**EXERCISE PROMPT**
In the material below, find the line containing "Extract downloaded archives" and the line containing "ExitCode::SUCCESS", then reproduce exactly both of them and every line between, and nothing else.

*** DATA LISTING ***

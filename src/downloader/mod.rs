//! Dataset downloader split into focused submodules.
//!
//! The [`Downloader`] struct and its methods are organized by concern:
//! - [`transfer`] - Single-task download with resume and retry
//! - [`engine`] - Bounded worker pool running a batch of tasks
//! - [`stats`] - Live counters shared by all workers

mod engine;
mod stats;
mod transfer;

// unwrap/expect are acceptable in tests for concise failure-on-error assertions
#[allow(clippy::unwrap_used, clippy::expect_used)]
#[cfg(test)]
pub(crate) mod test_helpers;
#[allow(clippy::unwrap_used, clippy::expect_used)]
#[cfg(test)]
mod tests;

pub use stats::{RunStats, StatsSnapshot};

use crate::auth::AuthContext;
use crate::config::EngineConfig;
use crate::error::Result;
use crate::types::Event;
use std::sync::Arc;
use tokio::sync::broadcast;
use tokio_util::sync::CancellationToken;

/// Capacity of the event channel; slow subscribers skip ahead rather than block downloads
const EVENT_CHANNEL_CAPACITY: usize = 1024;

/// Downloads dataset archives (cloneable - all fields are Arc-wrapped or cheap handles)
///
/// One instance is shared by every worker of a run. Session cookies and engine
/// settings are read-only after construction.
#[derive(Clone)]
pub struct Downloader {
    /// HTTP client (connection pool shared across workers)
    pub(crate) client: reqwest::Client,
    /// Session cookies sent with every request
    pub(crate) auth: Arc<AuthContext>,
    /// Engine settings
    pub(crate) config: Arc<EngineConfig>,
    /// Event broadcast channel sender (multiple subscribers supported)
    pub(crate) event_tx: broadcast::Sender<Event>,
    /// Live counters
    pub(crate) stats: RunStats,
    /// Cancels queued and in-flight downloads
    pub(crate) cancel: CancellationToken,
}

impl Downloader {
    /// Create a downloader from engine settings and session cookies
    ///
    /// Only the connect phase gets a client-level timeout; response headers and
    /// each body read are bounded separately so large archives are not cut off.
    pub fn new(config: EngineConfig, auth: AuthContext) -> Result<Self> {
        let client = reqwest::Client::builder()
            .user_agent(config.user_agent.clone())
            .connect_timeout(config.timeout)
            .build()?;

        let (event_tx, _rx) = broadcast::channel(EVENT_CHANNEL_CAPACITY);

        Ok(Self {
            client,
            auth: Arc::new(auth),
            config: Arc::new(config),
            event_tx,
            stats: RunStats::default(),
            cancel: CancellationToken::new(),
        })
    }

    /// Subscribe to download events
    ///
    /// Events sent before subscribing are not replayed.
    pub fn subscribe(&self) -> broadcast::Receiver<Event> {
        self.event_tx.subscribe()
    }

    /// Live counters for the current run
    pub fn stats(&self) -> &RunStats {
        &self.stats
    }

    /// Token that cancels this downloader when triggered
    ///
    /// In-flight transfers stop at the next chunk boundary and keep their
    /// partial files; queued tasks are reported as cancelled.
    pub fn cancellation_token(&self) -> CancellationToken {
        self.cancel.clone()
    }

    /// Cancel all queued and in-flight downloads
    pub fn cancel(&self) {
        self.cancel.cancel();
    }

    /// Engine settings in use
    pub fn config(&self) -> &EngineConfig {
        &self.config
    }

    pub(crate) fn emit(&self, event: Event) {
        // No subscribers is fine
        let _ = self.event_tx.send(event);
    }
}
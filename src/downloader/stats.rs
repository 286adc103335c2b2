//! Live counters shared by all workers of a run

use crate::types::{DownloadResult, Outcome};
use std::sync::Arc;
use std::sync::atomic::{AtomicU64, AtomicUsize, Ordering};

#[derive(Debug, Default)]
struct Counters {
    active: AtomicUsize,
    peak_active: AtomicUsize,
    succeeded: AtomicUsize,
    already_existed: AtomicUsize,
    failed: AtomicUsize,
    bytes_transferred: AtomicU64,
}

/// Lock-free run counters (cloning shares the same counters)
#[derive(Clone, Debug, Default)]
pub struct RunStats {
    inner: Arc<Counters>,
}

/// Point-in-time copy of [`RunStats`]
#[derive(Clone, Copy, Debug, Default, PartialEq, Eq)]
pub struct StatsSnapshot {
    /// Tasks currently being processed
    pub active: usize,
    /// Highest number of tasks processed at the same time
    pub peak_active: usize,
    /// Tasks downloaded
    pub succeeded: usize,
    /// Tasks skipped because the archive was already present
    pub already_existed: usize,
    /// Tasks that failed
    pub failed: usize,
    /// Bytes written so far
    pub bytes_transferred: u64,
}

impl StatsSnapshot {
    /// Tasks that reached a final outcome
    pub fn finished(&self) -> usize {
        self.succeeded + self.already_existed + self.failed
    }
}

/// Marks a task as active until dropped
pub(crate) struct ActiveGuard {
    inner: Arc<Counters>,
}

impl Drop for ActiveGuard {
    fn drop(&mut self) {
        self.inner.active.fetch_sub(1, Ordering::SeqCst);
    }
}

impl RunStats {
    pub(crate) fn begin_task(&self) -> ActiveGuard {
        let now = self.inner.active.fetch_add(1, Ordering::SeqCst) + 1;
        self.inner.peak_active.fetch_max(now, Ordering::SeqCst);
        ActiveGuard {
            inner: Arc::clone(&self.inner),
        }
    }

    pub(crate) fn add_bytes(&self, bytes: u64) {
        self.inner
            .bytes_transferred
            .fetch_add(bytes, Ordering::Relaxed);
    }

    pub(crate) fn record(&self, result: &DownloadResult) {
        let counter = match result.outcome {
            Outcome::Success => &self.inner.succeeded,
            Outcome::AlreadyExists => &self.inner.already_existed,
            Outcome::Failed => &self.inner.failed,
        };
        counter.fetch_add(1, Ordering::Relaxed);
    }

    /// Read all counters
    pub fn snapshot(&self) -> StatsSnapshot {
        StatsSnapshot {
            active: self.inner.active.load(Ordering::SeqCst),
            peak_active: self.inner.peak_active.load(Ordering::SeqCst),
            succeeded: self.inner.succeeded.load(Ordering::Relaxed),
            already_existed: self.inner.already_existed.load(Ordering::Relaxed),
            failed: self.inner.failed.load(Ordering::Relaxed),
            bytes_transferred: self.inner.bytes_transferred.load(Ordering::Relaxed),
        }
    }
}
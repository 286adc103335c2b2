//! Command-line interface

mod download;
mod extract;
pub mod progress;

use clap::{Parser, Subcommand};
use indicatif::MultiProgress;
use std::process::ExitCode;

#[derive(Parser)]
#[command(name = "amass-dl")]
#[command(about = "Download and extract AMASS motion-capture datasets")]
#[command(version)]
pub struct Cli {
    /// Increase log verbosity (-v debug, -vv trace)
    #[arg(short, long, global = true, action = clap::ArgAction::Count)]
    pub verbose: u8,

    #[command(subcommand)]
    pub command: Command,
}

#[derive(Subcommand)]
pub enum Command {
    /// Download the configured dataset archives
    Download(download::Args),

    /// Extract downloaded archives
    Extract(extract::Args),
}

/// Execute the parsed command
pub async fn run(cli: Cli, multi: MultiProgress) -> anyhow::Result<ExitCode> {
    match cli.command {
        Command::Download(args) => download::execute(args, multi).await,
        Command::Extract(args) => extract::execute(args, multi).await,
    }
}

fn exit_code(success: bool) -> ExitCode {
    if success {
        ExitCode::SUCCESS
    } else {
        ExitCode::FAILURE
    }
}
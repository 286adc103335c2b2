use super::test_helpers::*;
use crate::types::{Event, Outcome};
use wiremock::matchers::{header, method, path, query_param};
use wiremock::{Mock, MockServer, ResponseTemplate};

*** End of DATA LISTING ***
*** DATA LISTING ***

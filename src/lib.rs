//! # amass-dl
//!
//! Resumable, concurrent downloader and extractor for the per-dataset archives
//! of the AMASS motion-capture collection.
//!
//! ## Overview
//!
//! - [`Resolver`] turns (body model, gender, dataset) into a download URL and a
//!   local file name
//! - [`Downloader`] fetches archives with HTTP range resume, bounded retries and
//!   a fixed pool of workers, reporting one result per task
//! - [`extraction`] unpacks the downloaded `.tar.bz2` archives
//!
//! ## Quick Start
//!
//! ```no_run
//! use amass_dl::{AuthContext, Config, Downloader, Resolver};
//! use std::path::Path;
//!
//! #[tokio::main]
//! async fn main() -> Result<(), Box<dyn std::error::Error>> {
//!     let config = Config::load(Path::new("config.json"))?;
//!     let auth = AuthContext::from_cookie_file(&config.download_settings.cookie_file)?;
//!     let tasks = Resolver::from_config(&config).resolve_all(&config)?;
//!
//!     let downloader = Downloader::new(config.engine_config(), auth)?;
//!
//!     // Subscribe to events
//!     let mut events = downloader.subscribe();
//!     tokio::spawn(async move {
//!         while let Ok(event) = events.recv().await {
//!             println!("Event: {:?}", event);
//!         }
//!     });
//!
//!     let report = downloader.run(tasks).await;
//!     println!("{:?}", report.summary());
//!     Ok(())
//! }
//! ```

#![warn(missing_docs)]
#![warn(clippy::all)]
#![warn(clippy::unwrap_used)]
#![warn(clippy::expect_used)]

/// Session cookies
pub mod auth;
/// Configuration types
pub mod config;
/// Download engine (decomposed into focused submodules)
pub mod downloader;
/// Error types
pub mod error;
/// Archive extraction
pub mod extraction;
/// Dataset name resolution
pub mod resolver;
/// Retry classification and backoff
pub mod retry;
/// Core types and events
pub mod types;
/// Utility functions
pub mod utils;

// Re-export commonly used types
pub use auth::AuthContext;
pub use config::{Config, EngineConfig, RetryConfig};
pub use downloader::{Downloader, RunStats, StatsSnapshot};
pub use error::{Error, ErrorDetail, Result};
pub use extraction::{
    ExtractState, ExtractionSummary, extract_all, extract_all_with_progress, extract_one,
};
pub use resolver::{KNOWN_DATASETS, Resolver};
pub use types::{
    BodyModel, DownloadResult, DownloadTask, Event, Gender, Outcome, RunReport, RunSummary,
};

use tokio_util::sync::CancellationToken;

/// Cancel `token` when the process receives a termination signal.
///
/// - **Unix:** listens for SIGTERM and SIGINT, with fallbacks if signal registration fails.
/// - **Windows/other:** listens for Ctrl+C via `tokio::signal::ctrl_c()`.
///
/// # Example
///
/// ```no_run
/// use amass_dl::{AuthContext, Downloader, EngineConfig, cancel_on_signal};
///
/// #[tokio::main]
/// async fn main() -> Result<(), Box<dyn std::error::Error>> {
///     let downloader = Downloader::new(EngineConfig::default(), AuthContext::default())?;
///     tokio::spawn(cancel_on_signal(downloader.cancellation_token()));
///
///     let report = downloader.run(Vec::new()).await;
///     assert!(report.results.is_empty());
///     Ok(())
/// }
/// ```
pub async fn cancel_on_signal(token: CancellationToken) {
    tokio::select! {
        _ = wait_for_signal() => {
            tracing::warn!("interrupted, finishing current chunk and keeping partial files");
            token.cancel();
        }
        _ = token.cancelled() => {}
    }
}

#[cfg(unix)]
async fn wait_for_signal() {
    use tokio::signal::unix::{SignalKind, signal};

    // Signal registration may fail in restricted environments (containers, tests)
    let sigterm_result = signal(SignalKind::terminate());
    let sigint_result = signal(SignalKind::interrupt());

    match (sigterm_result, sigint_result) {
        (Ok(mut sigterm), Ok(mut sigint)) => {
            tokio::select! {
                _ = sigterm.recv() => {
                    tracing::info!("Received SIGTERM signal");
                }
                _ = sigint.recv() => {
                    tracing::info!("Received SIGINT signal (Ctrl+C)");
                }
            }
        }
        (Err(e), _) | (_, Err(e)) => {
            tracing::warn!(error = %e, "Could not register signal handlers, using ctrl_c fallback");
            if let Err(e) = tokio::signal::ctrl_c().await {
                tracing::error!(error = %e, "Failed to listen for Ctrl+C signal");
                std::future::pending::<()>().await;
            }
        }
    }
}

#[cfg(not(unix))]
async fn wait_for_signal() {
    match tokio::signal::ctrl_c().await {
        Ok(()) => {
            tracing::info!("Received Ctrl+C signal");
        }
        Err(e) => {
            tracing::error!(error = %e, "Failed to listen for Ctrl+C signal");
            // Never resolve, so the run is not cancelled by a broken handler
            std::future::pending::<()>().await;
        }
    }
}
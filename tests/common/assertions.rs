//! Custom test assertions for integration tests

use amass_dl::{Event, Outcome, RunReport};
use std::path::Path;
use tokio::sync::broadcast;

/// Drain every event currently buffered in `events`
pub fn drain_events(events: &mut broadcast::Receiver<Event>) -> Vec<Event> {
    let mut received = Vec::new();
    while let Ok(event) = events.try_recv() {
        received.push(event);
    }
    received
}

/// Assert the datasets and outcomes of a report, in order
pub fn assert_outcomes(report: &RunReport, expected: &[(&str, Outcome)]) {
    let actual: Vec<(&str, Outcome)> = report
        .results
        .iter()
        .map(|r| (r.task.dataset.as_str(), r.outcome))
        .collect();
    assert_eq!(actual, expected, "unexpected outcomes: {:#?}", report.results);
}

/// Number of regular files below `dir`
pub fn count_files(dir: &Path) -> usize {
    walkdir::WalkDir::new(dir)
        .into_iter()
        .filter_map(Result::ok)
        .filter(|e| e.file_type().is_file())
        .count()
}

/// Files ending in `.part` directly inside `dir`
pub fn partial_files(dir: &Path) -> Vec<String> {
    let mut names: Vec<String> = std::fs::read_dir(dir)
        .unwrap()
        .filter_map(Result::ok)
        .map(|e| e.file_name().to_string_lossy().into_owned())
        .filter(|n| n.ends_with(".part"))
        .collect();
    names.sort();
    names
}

*** End of DATA LISTING ***

**REPLY TO THE TASK**
    /// Extract downloaded archives
    Extract(extract::Args),
}

/// Execute the parsed command
pub async fn run(cli: Cli, multi: MultiProgress) -> anyhow::Result<ExitCode> {
    match cli.command {
        Command::Download(args) => download::execute(args, multi).await,
        Command::Extract(args) => extract::execute(args, multi).await,
    }
}

fn exit_code(success: bool) -> ExitCode {
    if success {
        ExitCode::SUCCESS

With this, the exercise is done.